Personal information
- Full name: Lukáš Čmelík
- Date of birth: 13 April 1996 (age 30)
- Place of birth: Žilina, Slovakia
- Height: 1.83 m (6 ft 0 in)
- Positions: Forward; winger;

Team information
- Current team: Hradec Králové
- Number: 9

Youth career
- Žilina

Senior career*
- Years: Team / Apps / (Gls)
- 2012–2017: Žilina / 49 / (11)
- 2016: → Sion (loan) / 0 / (0)
- 2017: → Piast Gliwice (loan) / 2 / (0)
- 2017–2020: DAC Dunajská Streda / 38 / (1)
- 2020–2023: Karviná / 39 / (4)
- 2022–2023: → České Budějovice (loan) / 31 / (5)
- 2023–: Hradec Králové / 44 / (4)

International career
- 2012: Slovakia U16
- 2012–2013: Slovakia U17 / 4 / (0)
- 2013–2014: Slovakia U19 / 6 / (2)
- 2015–2017: Slovakia U21 / 2 / (0)

= Lukáš Čmelík =

Slovak footballer

Lukáš Čmelík (born 13 April 1996) is a Slovak professional footballer who plays as a forward for Hradec Králové.

==Club career==
He made his debut for Žilina on 17 November 2012 in a league match against Ružomberok, coming on as an '80 minute substitute for Milan Škriniar, in a 0-1 away loss.

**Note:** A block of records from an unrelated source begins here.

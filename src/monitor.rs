use crate::device::SampleSource;
use crate::protocol;
use crate::types::Orientation;
use crate::xrandr::RotationBackend;
use crate::Result;
use std::time::Duration;

/// Polls the sample source and applies orientation changes.
///
/// The monitor remembers the last orientation it handed to the backend and
/// only invokes it again when a determinate decode differs from that value.
/// Indeterminate decodes leave all state untouched.
pub struct OrientationMonitor<S, B> {
    source: S,
    backend: B,
    poll_interval: Duration,
    last_decoded: Option<Orientation>,
    last_applied: Option<Orientation>,
}

impl<S: SampleSource, B: RotationBackend> OrientationMonitor<S, B> {
    pub fn new(source: S, backend: B, poll_interval: Duration) -> OrientationMonitor<S, B> {
        OrientationMonitor {
            source,
            backend,
            poll_interval,
            last_decoded: None,
            last_applied: None,
        }
    }

    /// Last successful decode, if any.
    pub fn last_decoded(&self) -> Option<Orientation> {
        self.last_decoded
    }

    /// Last orientation handed to the backend.
    pub fn last_applied(&self) -> Option<Orientation> {
        self.last_applied
    }

    /// Run the poll loop until the source fails.
    ///
    /// Source failures are fatal and propagate to the caller; backend
    /// failures are logged and the loop keeps going.
    pub fn run(&mut self) -> Result<()> {
        loop {
            std::thread::sleep(self.poll_interval);
            self.poll_once()?;
        }
    }

    /// One poll iteration: read a block, decode it, apply on change.
    pub fn poll_once(&mut self) -> Result<()> {
        let block = self.source.read_block()?;
        let current = protocol::decode_block(&block);

        if !current.is_determinate() {
            return Ok(());
        }

        if self.last_applied != Some(current) {
            log::info!("orientation changed to {:?}", current);
            if let Err(e) = self.backend.apply(current) {
                log::warn!("failed to apply {:?}: {}", current, e);
            }
            // The backend's outcome is not consulted; the orientation
            // counts as applied either way.
            self.last_applied = Some(current);
        }
        self.last_decoded = Some(current);
        Ok(())
    }
}

#[cfg(test)]
mod tests {
    use super::*;
    use crate::protocol::{RawBlock, BLOCK_SAMPLES, RECORDS_PER_BLOCK, SAMPLES_PER_RECORD};
    use crate::AutorotateError;
    use std::cell::RefCell;
    use std::rc::Rc;

    /// Build a block whose first packet carries the given X/Y readings.
    fn block_with(x: u16, y: u16) -> RawBlock {
        let tags: [(u16, u16); 4] = [(0, 0), (2, 0), (2, 1), (2, 2)];
        let values = [0, x, y, 0];
        let mut b = [0u16; BLOCK_SAMPLES];
        for i in 0..RECORDS_PER_BLOCK {
            let base = i * SAMPLES_PER_RECORD;
            if i < 4 {
                b[base + 4] = tags[i].0;
                b[base + 5] = tags[i].1;
                b[base + 7] = values[i];
            } else {
                // Junk tag: matches nothing.
                b[base + 4] = 0x9;
                b[base + 5] = 0x9;
            }
        }
        b
    }

    fn normal_block() -> RawBlock {
        block_with(0xFFFF, 0xFFFF)
    }

    fn left_block() -> RawBlock {
        block_with(0x0000, 0x0000)
    }

    fn garbage_block() -> RawBlock {
        block_with(0x1234, 0x5678)
    }

    /// Source that replays a fixed list of blocks, then fails like a dead
    /// device.
    struct ScriptedSource {
        blocks: Vec<RawBlock>,
        next: usize,
    }

    impl ScriptedSource {
        fn new(blocks: Vec<RawBlock>) -> ScriptedSource {
            ScriptedSource { blocks, next: 0 }
        }
    }

    impl SampleSource for ScriptedSource {
        fn read_block(&mut self) -> Result<RawBlock> {
            match self.blocks.get(self.next) {
                Some(block) => {
                    self.next += 1;
                    Ok(*block)
                }
                None => Err(AutorotateError::ShortRead {
                    got: 0,
                    expected: BLOCK_SAMPLES,
                }),
            }
        }
    }

    /// Backend that records every applied orientation.
    struct RecordingBackend {
        applied: Rc<RefCell<Vec<Orientation>>>,
    }

    impl RotationBackend for RecordingBackend {
        fn apply(&mut self, orientation: Orientation) -> Result<()> {
            self.applied.borrow_mut().push(orientation);
            Ok(())
        }
    }

    fn recording_backend() -> (RecordingBackend, Rc<RefCell<Vec<Orientation>>>) {
        let applied = Rc::new(RefCell::new(Vec::new()));
        (
            RecordingBackend {
                applied: applied.clone(),
            },
            applied,
        )
    }

    #[test]
    fn test_applies_only_on_change() {
        let source = ScriptedSource::new(vec![
            normal_block(),
            normal_block(),
            left_block(),
            garbage_block(),
            left_block(),
        ]);
        let (backend, applied) = recording_backend();
        let mut monitor = OrientationMonitor::new(source, backend, Duration::ZERO);

        for _ in 0..5 {
            monitor.poll_once().unwrap();
        }

        assert_eq!(
            *applied.borrow(),
            vec![Orientation::Normal, Orientation::Left]
        );
        assert_eq!(monitor.last_applied(), Some(Orientation::Left));
        assert_eq!(monitor.last_decoded(), Some(Orientation::Left));
    }

    #[test]
    fn test_indeterminate_leaves_state_untouched() {
        let source = ScriptedSource::new(vec![garbage_block()]);
        let (backend, applied) = recording_backend();
        let mut monitor = OrientationMonitor::new(source, backend, Duration::ZERO);

        monitor.poll_once().unwrap();

        assert!(applied.borrow().is_empty());
        assert_eq!(monitor.last_applied(), None);
        assert_eq!(monitor.last_decoded(), None);
    }

    #[test]
    fn test_source_failure_is_fatal() {
        let source = ScriptedSource::new(vec![]);
        let (backend, applied) = recording_backend();
        let mut monitor = OrientationMonitor::new(source, backend, Duration::ZERO);

        let err = monitor.poll_once().unwrap_err();
        assert!(matches!(err, AutorotateError::ShortRead { .. }));
        assert!(applied.borrow().is_empty());
    }

    #[test]
    fn test_run_stops_when_the_source_dies() {
        let source = ScriptedSource::new(vec![normal_block(), left_block()]);
        let (backend, applied) = recording_backend();
        let mut monitor = OrientationMonitor::new(source, backend, Duration::ZERO);

        let err = monitor.run().unwrap_err();
        assert!(matches!(err, AutorotateError::ShortRead { .. }));
        assert_eq!(
            *applied.borrow(),
            vec![Orientation::Normal, Orientation::Left]
        );
    }

    /// Backend that always fails.
    struct FailingBackend;

    impl RotationBackend for FailingBackend {
        fn apply(&mut self, _orientation: Orientation) -> Result<()> {
            Err(AutorotateError::Backend("no display".into()))
        }
    }

    #[test]
    fn test_backend_failure_does_not_stop_the_loop() {
        let source = ScriptedSource::new(vec![normal_block(), normal_block()]);
        let mut monitor = OrientationMonitor::new(source, FailingBackend, Duration::ZERO);

        monitor.poll_once().unwrap();
        // The orientation still counts as applied, so the repeat decode
        // triggers no second attempt.
        assert_eq!(monitor.last_applied(), Some(Orientation::Normal));
        monitor.poll_once().unwrap();
    }
}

After loans in Switzerland and Poland he had settled in DAC Dunajská Streda. Overall, he made 38 league appearances for the club, scoring a single goal against iClinic Sereď, during a 5:0 away victory in April 2019, following a pass by Kristopher Vida. He also scored three goals in six Slovnaft Cup games, but all were against lower division clubs. He also represented DAC in 4 Europa League qualifiers against Cracovia and Asteras Tripolis.